**Stored data entries**
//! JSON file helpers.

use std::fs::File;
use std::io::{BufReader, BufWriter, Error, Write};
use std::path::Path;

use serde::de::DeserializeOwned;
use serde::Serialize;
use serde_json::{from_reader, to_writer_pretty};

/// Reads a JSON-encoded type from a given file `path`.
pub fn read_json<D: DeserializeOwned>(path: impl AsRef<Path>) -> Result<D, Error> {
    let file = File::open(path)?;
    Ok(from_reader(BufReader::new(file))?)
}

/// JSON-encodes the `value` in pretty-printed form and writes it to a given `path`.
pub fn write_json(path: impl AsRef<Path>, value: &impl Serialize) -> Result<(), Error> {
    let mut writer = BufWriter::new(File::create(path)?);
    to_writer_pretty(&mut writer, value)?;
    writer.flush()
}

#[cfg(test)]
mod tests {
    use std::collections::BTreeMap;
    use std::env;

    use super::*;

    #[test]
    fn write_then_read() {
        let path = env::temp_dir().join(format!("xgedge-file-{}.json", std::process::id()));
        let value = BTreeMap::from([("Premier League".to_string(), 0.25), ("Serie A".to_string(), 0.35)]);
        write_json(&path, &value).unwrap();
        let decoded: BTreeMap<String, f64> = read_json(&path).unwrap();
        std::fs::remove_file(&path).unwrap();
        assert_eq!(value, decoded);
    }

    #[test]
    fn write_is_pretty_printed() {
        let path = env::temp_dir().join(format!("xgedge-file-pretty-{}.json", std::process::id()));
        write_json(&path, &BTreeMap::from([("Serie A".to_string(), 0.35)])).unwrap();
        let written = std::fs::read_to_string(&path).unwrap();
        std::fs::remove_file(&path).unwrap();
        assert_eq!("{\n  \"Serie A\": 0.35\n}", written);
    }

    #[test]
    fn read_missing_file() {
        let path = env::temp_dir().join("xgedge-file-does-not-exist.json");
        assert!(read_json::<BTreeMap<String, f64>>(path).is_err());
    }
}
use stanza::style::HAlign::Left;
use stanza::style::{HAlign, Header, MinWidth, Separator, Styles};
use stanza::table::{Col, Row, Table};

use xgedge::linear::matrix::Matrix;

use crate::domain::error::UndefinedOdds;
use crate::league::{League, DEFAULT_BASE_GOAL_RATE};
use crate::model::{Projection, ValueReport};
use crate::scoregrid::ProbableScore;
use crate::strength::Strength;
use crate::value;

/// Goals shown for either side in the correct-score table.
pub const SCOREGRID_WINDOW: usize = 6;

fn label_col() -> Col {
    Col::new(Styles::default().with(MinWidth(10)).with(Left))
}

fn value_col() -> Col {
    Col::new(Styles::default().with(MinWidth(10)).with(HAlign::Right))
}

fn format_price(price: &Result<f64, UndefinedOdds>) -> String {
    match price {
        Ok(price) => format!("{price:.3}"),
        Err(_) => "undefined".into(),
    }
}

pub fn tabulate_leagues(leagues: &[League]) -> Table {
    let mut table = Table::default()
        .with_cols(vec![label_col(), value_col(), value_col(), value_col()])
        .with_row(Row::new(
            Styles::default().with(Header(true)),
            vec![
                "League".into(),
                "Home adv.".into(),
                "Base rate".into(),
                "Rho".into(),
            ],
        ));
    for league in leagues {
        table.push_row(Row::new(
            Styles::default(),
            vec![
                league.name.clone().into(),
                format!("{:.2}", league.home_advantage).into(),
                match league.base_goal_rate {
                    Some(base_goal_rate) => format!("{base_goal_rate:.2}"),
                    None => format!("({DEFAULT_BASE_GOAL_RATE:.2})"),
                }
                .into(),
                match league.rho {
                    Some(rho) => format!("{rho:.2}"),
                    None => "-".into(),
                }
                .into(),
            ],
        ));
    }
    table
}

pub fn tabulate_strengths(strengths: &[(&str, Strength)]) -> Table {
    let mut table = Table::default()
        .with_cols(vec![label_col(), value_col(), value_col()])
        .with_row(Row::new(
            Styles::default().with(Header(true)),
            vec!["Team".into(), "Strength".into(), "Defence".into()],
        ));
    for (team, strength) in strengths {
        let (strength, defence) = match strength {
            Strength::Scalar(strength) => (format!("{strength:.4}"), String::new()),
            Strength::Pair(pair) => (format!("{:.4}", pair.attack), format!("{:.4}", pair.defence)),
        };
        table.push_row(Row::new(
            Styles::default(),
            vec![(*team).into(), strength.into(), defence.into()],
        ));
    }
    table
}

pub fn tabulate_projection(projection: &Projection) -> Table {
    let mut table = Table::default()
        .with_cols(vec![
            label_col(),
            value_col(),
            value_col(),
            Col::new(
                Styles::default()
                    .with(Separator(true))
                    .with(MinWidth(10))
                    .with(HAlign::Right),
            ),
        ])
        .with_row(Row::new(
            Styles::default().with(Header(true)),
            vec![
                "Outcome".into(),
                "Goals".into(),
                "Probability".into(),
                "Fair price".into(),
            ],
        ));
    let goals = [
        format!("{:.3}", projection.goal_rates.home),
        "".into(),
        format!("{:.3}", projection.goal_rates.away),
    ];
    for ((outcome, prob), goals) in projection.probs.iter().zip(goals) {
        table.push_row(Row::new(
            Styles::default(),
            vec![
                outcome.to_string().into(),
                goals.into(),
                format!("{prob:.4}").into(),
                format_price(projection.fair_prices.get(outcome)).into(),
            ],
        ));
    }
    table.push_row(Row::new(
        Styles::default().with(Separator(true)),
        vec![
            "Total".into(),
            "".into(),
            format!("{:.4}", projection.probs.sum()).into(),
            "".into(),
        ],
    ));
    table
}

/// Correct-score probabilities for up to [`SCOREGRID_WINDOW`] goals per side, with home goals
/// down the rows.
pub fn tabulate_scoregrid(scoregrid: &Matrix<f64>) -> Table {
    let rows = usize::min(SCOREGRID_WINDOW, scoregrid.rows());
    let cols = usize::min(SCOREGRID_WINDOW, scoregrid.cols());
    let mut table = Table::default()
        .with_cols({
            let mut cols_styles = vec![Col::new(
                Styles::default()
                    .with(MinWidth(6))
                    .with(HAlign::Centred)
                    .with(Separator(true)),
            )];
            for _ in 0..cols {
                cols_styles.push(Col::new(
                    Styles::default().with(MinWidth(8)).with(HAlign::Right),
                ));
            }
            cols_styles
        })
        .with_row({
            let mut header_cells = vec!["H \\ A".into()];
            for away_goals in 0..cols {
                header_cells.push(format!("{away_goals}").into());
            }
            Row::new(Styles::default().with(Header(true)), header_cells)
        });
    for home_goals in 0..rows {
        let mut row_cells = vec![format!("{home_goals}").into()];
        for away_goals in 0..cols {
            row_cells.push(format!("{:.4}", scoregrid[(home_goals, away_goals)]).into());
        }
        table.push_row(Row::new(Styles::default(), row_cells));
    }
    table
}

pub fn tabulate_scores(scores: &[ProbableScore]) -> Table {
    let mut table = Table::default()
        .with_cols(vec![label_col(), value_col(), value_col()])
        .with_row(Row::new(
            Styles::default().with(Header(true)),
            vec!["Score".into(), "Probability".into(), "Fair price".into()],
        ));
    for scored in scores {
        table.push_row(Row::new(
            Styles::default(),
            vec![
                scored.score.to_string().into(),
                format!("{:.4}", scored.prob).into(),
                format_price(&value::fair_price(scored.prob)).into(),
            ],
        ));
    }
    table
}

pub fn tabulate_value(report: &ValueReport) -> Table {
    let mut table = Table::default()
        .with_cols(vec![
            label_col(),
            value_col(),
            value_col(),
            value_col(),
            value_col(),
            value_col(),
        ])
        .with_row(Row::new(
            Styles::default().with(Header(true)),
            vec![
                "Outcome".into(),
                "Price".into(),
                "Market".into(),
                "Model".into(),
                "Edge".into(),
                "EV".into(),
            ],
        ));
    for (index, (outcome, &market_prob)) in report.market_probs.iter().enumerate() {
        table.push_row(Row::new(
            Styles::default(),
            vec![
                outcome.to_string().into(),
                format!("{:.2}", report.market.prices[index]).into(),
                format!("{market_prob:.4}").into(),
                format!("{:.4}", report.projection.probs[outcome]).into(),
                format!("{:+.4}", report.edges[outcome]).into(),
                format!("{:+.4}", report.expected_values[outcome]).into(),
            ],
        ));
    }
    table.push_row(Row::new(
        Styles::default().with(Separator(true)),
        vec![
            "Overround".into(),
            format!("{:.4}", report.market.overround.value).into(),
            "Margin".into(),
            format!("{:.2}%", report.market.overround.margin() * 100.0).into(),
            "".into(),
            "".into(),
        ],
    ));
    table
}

---

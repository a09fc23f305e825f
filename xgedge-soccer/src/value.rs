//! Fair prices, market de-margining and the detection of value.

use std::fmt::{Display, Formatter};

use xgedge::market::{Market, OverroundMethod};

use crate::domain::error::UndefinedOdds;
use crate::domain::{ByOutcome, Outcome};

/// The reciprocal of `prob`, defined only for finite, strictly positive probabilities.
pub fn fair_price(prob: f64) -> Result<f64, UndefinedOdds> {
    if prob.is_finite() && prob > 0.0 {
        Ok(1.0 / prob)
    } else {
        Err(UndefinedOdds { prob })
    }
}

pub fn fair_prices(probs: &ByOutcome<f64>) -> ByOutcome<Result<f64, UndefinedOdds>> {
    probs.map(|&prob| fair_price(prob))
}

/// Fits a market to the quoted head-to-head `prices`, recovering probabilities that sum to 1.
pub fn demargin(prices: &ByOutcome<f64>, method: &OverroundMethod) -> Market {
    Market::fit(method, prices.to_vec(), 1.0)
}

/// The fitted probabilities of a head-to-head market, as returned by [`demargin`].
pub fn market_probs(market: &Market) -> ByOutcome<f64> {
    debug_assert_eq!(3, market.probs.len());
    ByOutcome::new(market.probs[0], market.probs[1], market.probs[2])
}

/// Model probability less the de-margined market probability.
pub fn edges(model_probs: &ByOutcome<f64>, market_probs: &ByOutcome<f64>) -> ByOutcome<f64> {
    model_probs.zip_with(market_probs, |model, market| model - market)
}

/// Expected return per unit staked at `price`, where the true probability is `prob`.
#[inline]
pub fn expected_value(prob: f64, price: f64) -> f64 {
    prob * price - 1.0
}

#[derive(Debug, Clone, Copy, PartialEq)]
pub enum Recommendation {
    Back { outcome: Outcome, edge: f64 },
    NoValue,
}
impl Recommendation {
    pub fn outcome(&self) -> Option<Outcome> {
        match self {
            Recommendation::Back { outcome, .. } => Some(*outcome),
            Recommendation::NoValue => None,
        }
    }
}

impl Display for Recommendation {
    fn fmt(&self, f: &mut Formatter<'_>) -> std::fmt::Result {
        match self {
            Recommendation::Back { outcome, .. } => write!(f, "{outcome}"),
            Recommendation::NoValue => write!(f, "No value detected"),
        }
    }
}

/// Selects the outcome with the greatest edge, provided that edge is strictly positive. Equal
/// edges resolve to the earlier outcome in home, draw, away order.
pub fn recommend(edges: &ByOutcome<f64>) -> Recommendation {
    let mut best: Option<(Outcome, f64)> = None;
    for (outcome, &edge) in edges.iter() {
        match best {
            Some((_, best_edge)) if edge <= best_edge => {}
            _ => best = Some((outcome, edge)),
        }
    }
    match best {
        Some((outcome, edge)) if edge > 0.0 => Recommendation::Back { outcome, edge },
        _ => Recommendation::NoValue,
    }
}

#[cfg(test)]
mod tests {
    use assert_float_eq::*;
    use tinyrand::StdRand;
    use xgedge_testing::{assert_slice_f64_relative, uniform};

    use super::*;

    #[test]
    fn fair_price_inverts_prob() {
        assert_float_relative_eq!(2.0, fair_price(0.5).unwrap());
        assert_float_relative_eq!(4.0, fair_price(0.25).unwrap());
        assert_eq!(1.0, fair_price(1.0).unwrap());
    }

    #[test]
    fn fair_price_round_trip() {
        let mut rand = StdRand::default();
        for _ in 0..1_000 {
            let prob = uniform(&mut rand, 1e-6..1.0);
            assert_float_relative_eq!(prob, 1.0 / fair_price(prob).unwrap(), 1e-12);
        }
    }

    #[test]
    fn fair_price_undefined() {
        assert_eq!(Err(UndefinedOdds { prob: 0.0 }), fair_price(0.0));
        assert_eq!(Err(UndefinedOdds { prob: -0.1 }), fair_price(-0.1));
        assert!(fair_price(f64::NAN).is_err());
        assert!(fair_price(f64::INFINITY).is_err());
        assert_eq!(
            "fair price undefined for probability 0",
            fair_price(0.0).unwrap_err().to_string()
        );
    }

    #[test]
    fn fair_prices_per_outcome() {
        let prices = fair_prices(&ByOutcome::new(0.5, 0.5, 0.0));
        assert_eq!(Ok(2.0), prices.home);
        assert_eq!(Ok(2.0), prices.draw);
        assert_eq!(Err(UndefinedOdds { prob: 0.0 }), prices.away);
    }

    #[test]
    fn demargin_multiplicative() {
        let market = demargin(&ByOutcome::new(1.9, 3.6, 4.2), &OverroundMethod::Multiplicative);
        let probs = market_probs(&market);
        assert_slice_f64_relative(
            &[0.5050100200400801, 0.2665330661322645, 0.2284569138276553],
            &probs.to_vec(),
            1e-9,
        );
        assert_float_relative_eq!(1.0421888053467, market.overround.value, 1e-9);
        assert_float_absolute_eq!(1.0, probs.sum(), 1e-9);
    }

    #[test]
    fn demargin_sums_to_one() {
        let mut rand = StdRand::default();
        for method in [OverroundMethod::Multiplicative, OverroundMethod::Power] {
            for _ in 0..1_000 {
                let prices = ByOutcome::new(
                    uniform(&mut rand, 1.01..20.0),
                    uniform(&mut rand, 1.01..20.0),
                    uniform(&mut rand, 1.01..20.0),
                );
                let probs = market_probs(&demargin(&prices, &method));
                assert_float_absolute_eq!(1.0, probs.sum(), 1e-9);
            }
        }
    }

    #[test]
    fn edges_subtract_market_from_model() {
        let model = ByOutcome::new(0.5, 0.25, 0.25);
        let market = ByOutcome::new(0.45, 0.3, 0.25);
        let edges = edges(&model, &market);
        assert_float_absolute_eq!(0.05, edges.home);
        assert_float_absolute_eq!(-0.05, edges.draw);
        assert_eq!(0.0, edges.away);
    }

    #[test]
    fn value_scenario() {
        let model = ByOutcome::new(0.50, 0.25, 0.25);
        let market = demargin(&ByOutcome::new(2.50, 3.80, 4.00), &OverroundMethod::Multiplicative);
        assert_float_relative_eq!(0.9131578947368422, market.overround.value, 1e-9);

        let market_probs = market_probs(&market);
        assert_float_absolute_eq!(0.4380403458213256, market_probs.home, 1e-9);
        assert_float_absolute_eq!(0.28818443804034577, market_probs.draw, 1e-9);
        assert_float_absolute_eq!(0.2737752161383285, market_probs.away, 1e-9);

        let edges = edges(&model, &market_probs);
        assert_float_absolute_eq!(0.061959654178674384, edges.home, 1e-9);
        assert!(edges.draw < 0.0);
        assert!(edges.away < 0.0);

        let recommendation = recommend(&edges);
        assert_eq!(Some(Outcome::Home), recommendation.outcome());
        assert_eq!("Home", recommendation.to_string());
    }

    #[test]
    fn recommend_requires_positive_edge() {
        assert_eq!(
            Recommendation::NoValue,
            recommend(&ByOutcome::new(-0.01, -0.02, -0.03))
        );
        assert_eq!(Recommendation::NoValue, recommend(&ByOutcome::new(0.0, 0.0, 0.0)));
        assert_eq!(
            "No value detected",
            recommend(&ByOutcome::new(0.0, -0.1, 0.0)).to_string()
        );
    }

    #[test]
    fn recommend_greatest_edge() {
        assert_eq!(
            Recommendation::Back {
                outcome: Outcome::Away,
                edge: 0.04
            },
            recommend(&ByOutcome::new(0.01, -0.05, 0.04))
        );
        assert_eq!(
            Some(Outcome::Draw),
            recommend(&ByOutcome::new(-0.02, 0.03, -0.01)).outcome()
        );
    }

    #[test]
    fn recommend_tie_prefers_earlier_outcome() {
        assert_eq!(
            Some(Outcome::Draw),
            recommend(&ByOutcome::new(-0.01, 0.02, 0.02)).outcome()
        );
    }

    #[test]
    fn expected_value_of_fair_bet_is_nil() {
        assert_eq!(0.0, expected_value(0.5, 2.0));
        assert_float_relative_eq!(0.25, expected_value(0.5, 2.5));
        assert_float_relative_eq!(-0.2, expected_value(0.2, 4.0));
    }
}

--

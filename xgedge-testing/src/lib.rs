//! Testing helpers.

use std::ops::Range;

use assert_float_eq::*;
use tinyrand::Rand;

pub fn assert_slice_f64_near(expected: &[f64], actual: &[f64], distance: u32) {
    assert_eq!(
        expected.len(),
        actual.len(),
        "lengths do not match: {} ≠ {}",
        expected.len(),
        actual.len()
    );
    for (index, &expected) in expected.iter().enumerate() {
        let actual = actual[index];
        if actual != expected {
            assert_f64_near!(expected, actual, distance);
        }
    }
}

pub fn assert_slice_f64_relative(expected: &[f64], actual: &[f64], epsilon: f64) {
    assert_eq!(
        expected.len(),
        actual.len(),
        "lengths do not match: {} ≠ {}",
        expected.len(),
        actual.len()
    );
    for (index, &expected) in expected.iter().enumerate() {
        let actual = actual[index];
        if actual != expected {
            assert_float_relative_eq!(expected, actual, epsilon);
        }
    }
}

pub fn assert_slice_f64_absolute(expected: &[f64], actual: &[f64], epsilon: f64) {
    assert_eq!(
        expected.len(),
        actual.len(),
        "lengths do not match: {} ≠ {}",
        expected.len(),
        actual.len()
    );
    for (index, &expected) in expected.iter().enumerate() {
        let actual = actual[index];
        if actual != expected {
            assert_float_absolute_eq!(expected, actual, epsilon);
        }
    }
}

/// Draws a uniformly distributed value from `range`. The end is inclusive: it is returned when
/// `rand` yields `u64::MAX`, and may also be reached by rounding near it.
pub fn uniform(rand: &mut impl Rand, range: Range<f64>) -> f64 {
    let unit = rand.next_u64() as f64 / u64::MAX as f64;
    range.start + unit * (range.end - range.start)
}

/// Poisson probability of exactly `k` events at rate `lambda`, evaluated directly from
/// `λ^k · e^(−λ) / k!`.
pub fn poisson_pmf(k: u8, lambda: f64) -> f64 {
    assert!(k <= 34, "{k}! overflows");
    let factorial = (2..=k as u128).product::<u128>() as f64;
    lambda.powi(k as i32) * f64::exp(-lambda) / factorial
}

**Task brief**
Going back over the entries above, copy word for word every line from the one that has "let mut cols_styles" on through the one that has "for scored in".

**Problem solution**
            let mut cols_styles = vec![Col::new(
                Styles::default()
                    .with(MinWidth(6))
                    .with(HAlign::Centred)
                    .with(Separator(true)),
            )];
            for _ in 0..cols {
                cols_styles.push(Col::new(
                    Styles::default().with(MinWidth(8)).with(HAlign::Right),
                ));
            }
            cols_styles
        })
        .with_row({
            let mut header_cells = vec!["H \\ A".into()];
            for away_goals in 0..cols {
                header_cells.push(format!("{away_goals}").into());
            }
            Row::new(Styles::default().with(Header(true)), header_cells)
        });
    for home_goals in 0..rows {
        let mut row_cells = vec![format!("{home_goals}").into()];
        for away_goals in 0..cols {
            row_cells.push(format!("{:.4}", scoregrid[(home_goals, away_goals)]).into());
        }
        table.push_row(Row::new(Styles::default(), row_cells));
    }
    table
}

pub fn tabulate_scores(scores: &[ProbableScore]) -> Table {
    let mut table = Table::default()
        .with_cols(vec![label_col(), value_col(), value_col()])
        .with_row(Row::new(
            Styles::default().with(Header(true)),
            vec!["Score".into(), "Probability".into(), "Fair price".into()],
        ));
    for scored in scores {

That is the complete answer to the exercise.